Five Keys to Good Home Inspection

SPECIAL TO THE TIMES; <i> Distributed by Universal Press Syndicate</i>

When the 26-year-old couple picked out the townhouse with the deep back yard, they knew they’d have to draw down their savings account to make the purchase.

So when their realty agent suggested they spend $250 to have the property checked over by a home inspector, they took several deep sighs before accepting her advice.

But the thorough inspection more than paid for itself after the inspector found 17 items that needed correction and the sellers agreed to foot the $3,500 bill for the work.

“A good inspection is absolutely worth the cost,” said Chris Cali, the listing agent for the property.


Even when a home inspection doesn’t yield an immediate financial reward--as it did with the young couple--it can be worth the expense, real estate specialists say. At the least, an inspection should reveal safety hazards and instruct the new owners on upkeep.

“An inspection is the only chance people get at a verbal manual to the house,” said Cali, who sells homes through the Re/Max Realty chain.

If problems are found, the home inspector’s report can empower the buyers with a tool for negotiation. And if the problems prove serious, it can give them an escape hatch from their contract before it’s too late. (Be sure to make any purchase offer contingent on your acceptance of a home inspection.)

But all home inspections are not created equal. Here are five keys to getting a top-flight inspection:


--No. 1: Exercise caution in selecting a home inspector.

A few inspectors have no real professional claim to the title. One way to navigate the field is to select an inspector affiliated with the American Society of Home Inspectors, based in Arlington Heights, Ill. To affiliate with ASHI requires that an inspector prove he can do the job, Cali said.

“It’s a designation that shows he takes his occupation seriously,” she said.

Most home buyers find an inspector through their real estate office. But a few agents, fearful of a deal falling apart, would rather you picked a “soft touch” inspector than one who is more rigorous, said D. R. Grempler, co-owner of 20 offices in the Coldwell Banker chain.


“Realtors very often are disappointed to see the best home inspectors in town show up at the scene,” Grempler said.

Good inspectors are often seasoned individuals who have been in the field 10 years or longer, said J. D. Grewell, an ASHI inspector who owns his own firm. Among other things, experience teaches an inspector which local neighborhoods have solid construction and which do not.

“The question is: Are you the inspector’s first customer, his 250th or his 1,500th?” Grewell said.

Referrals from friends, relatives and colleagues are probably your best source of good names. Ask your associates whether the inspectors they hired caught problems in their properties before they moved in.


--No. 2: Don’t scrimp on what you pay for home inspection.

There’s an old saying that “only rich people can afford cheap furniture.” Likewise, those with a tight budget can’t risk buying a house laden with undiscovered defects--such as a bad roof or heating system--which they must pay to resolve later.
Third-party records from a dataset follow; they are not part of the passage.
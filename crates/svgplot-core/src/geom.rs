pub type Unit = euclid::UnknownUnit;

pub type Point = euclid::Point2D<f64, Unit>;

pub fn point(x: f64, y: f64) -> Point {
    euclid::point2(x, y)
}

/// Axis-aligned bounding box with `x1 <= x2` and `y1 <= y2`.
#[derive(Debug, Clone, Copy, PartialEq)]
pub struct BoundingBox {
    pub x1: f64,
    pub x2: f64,
    pub y1: f64,
    pub y2: f64,
}

impl BoundingBox {
    /// Builds a box from two opposite corners in any order.
    pub fn new(x1: f64, x2: f64, y1: f64, y2: f64) -> Self {
        Self {
            x1: x1.min(x2),
            x2: x1.max(x2),
            y1: y1.min(y2),
            y2: y1.max(y2),
        }
    }

    /// Smallest box containing every point, or `None` for an empty iterator.
    pub fn from_points<I>(points: I) -> Option<Self>
    where
        I: IntoIterator<Item = Point>,
    {
        let mut it = points.into_iter();
        let first = it.next()?;
        let mut bbox = Self {
            x1: first.x,
            x2: first.x,
            y1: first.y,
            y2: first.y,
        };
        for p in it {
            bbox.x1 = bbox.x1.min(p.x);
            bbox.x2 = bbox.x2.max(p.x);
            bbox.y1 = bbox.y1.min(p.y);
            bbox.y2 = bbox.y2.max(p.y);
        }
        Some(bbox)
    }

    pub fn union(self, other: Self) -> Self {
        Self {
            x1: self.x1.min(other.x1),
            x2: self.x2.max(other.x2),
            y1: self.y1.min(other.y1),
            y2: self.y2.max(other.y2),
        }
    }

    pub fn width(&self) -> f64 {
        self.x2 - self.x1
    }

    pub fn height(&self) -> f64 {
        self.y2 - self.y1
    }

    /// Corners in drawing order: top-left, top-right, bottom-right, bottom-left.
    pub fn corners(&self) -> [Point; 4] {
        [
            point(self.x1, self.y1),
            point(self.x2, self.y1),
            point(self.x2, self.y2),
            point(self.x1, self.y2),
        ]
    }
}

#[derive(Debug, Clone, Copy, PartialEq)]
pub struct Margins {
    pub top: f64,
    pub bottom: f64,
    pub left: f64,
    pub right: f64,
}

impl Margins {
    pub const fn uniform(v: f64) -> Self {
        Self {
            top: v,
            bottom: v,
            left: v,
            right: v,
        }
    }
}

impl Default for Margins {
    fn default() -> Self {
        DEFAULT_MARGINS
    }
}

pub const NO_MARGINS: Margins = Margins::uniform(0.0);
pub const DEFAULT_MARGINS: Margins = Margins::uniform(10.0);

/// `n` points evenly spaced on the circle of radius `r` around `(cx, cy)`, starting on the +x
/// axis.
pub fn polar_points(n: usize, cx: f64, cy: f64, r: f64) -> Vec<Point> {
    let step = std::f64::consts::TAU / n.max(1) as f64;
    (0..n)
        .map(|i| {
            let theta = step * i as f64;
            point(cx + r * theta.cos(), cy + r * theta.sin())
        })
        .collect()
}

fn cross(o: Point, a: Point, b: Point) -> f64 {
    (a.x - o.x) * (b.y - o.y) - (a.y - o.y) * (b.x - o.x)
}

/// Convex hull (monotone chain). Collinear points on the hull edges are dropped.
pub fn convex_hull(points: &[Point]) -> Vec<Point> {
    let mut pts: Vec<Point> = points
        .iter()
        .copied()
        .filter(|p| p.x.is_finite() && p.y.is_finite())
        .collect();
    pts.sort_by(|a, b| a.x.total_cmp(&b.x).then(a.y.total_cmp(&b.y)));
    pts.dedup();
    if pts.len() < 3 {
        return pts;
    }

    let mut lower: Vec<Point> = Vec::with_capacity(pts.len());
    for &p in &pts {
        while lower.len() >= 2 && cross(lower[lower.len() - 2], lower[lower.len() - 1], p) <= 0.0
        {
            lower.pop();
        }
        lower.push(p);
    }

    let mut upper: Vec<Point> = Vec::with_capacity(pts.len());
    for &p in pts.iter().rev() {
        while upper.len() >= 2 && cross(upper[upper.len() - 2], upper[upper.len() - 1], p) <= 0.0
        {
            upper.pop();
        }
        upper.push(p);
    }

    lower.pop();
    upper.pop();
    lower.extend(upper);
    lower
}
use crate::color::Color;
use crate::fmt::fixed1;
use std::collections::BTreeMap;

/// Conversion into the string stored in an [`AttributeMap`].
///
/// Integers keep their plain decimal form while floats always carry one fractional digit, so
/// `set_attr("width", 100)` stores `"100"` and `set_attr("width", 100.0)` stores `"100.0"`.
pub trait AttrValue {
    fn to_attr_value(&self) -> String;
}

impl AttrValue for str {
    fn to_attr_value(&self) -> String {
        self.to_string()
    }
}

impl AttrValue for String {
    fn to_attr_value(&self) -> String {
        self.clone()
    }
}

impl AttrValue for f64 {
    fn to_attr_value(&self) -> String {
        fixed1(*self)
    }
}

impl AttrValue for f32 {
    fn to_attr_value(&self) -> String {
        fixed1(f64::from(*self))
    }
}

macro_rules! impl_attr_value_int {
    ($($t:ty),*) => {
        $(
            impl AttrValue for $t {
                fn to_attr_value(&self) -> String {
                    self.to_string()
                }
            }
        )*
    };
}

impl_attr_value_int!(i8, i16, i32, i64, isize, u8, u16, u32, u64, usize);

impl AttrValue for Color {
    fn to_attr_value(&self) -> String {
        self.to_string()
    }
}

impl<T: AttrValue + ?Sized> AttrValue for &T {
    fn to_attr_value(&self) -> String {
        (**self).to_attr_value()
    }
}

/// String-keyed attribute storage. Iteration (and therefore serialization) follows sorted key
/// order.
#[derive(Debug, Clone, Default, PartialEq, Eq)]
pub struct AttributeMap {
    attrs: BTreeMap<String, String>,
}

impl AttributeMap {
    pub fn new() -> Self {
        Self::default()
    }

    pub fn set_attr(&mut self, key: impl Into<String>, value: impl AttrValue) -> &mut Self {
        self.attrs.insert(key.into(), value.to_attr_value());
        self
    }

    pub fn get(&self, key: &str) -> Option<&str> {
        self.attrs.get(key).map(String::as_str)
    }

    /// Parses the attribute as a number. Missing or malformed values yield `None`.
    pub fn get_f64(&self, key: &str) -> Option<f64> {
        self.get(key).and_then(|v| v.trim().parse::<f64>().ok())
    }

    pub fn contains(&self, key: &str) -> bool {
        self.attrs.contains_key(key)
    }

    pub fn remove(&mut self, key: &str) -> Option<String> {
        self.attrs.remove(key)
    }

    pub fn iter(&self) -> impl Iterator<Item = (&str, &str)> + '_ {
        self.attrs.iter().map(|(k, v)| (k.as_str(), v.as_str()))
    }

    pub fn len(&self) -> usize {
        self.attrs.len()
    }

    pub fn is_empty(&self) -> bool {
        self.attrs.is_empty()
    }
}

#[cfg(test)]
mod tests {
    use super::*;

    #[test]
    fn integers_and_strings_are_stored_verbatim() {
        let mut attrs = AttributeMap::new();
        attrs.set_attr("width", 100).set_attr("height", "200");
        assert_eq!(attrs.get("width"), Some("100"));
        assert_eq!(attrs.get("height"), Some("200"));
    }

    #[test]
    fn floats_keep_one_decimal_place() {
        let mut attrs = AttributeMap::new();
        attrs
            .set_attr("x", 100.0)
            .set_attr("y", std::f64::consts::PI)
            .set_attr("stroke", Color::Black);
        assert_eq!(attrs.get("x"), Some("100.0"));
        assert_eq!(attrs.get("y"), Some("3.1"));
        assert_eq!(attrs.get("stroke"), Some("black"));
    }

    #[test]
    fn iteration_is_sorted_by_key() {
        let mut attrs = AttributeMap::new();
        attrs.set_attr("y2", 1).set_attr("x1", 2).set_attr("y1", 3);
        let keys: Vec<&str> = attrs.iter().map(|(k, _)| k).collect();
        assert_eq!(keys, ["x1", "y1", "y2"]);
    }

    #[test]
    fn get_f64_parses_numbers() {
        let mut attrs = AttributeMap::new();
        attrs.set_attr("r", "30").set_attr("fill", "red");
        assert_eq!(attrs.get_f64("r"), Some(30.0));
        assert_eq!(attrs.get_f64("fill"), None);
        assert_eq!(attrs.get_f64("missing"), None);
    }
}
--No. 3: Don’t use a friend of acquaintance as your home inspector.

“Many times people shortchange themselves by thinking they can use a friend for an inspector,” said Gene Gallagher, the broker-owner of an office in the ERA chain.


Even if your friend or relative is skilled in the art of home analysis, he is likely to be less objective than a neutral third party who is a professional in the field, Gallagher insisted.

--No. 4: Make sure you’re at the house when the inspector comes and that you’re given a written report right away.

Being there during the inspection should give you a fuller understanding of the inspector’s findings than will a phone call from your agent later.

These days most home buyers give themselves an out from a contract on the basis of a home inspector’s findings. But this out is typically good for only five to 10 days after the contract is signed.


It’s during this window of time that you can make best use of your inspector’s written report as a negotiating tool. After your contingency expires, it’s usually too late to opt out or get the sellers’ help to remedy a home’s problems, Grewell points out.

--No. 5: Keep the findings of your home inspector in context.

In an occasional instance, a home inspector comes up with alarming results that warrant an anxiety attack. It’s right to be concerned if the house has major electrical, plumbing, heating or air conditioning problems or if it is structurally unsound.

But in most cases, like that of the young couple, the inspector comes up with lesser issues. In this instance, for example, the 17 items on the inspector’s list included broken kitchen faucets and loose shingles on the roof.


It’s distressing to find out that the house you’ve so carefully selected is imperfect. Often, inspectors see tears in the eyes of their clients. But common sense should tell you that all homes, like all people, have flaws, said Chris Cali, the RE/MAX agent.

“Remember that there is no perfect house and many situations are solvable,” she says.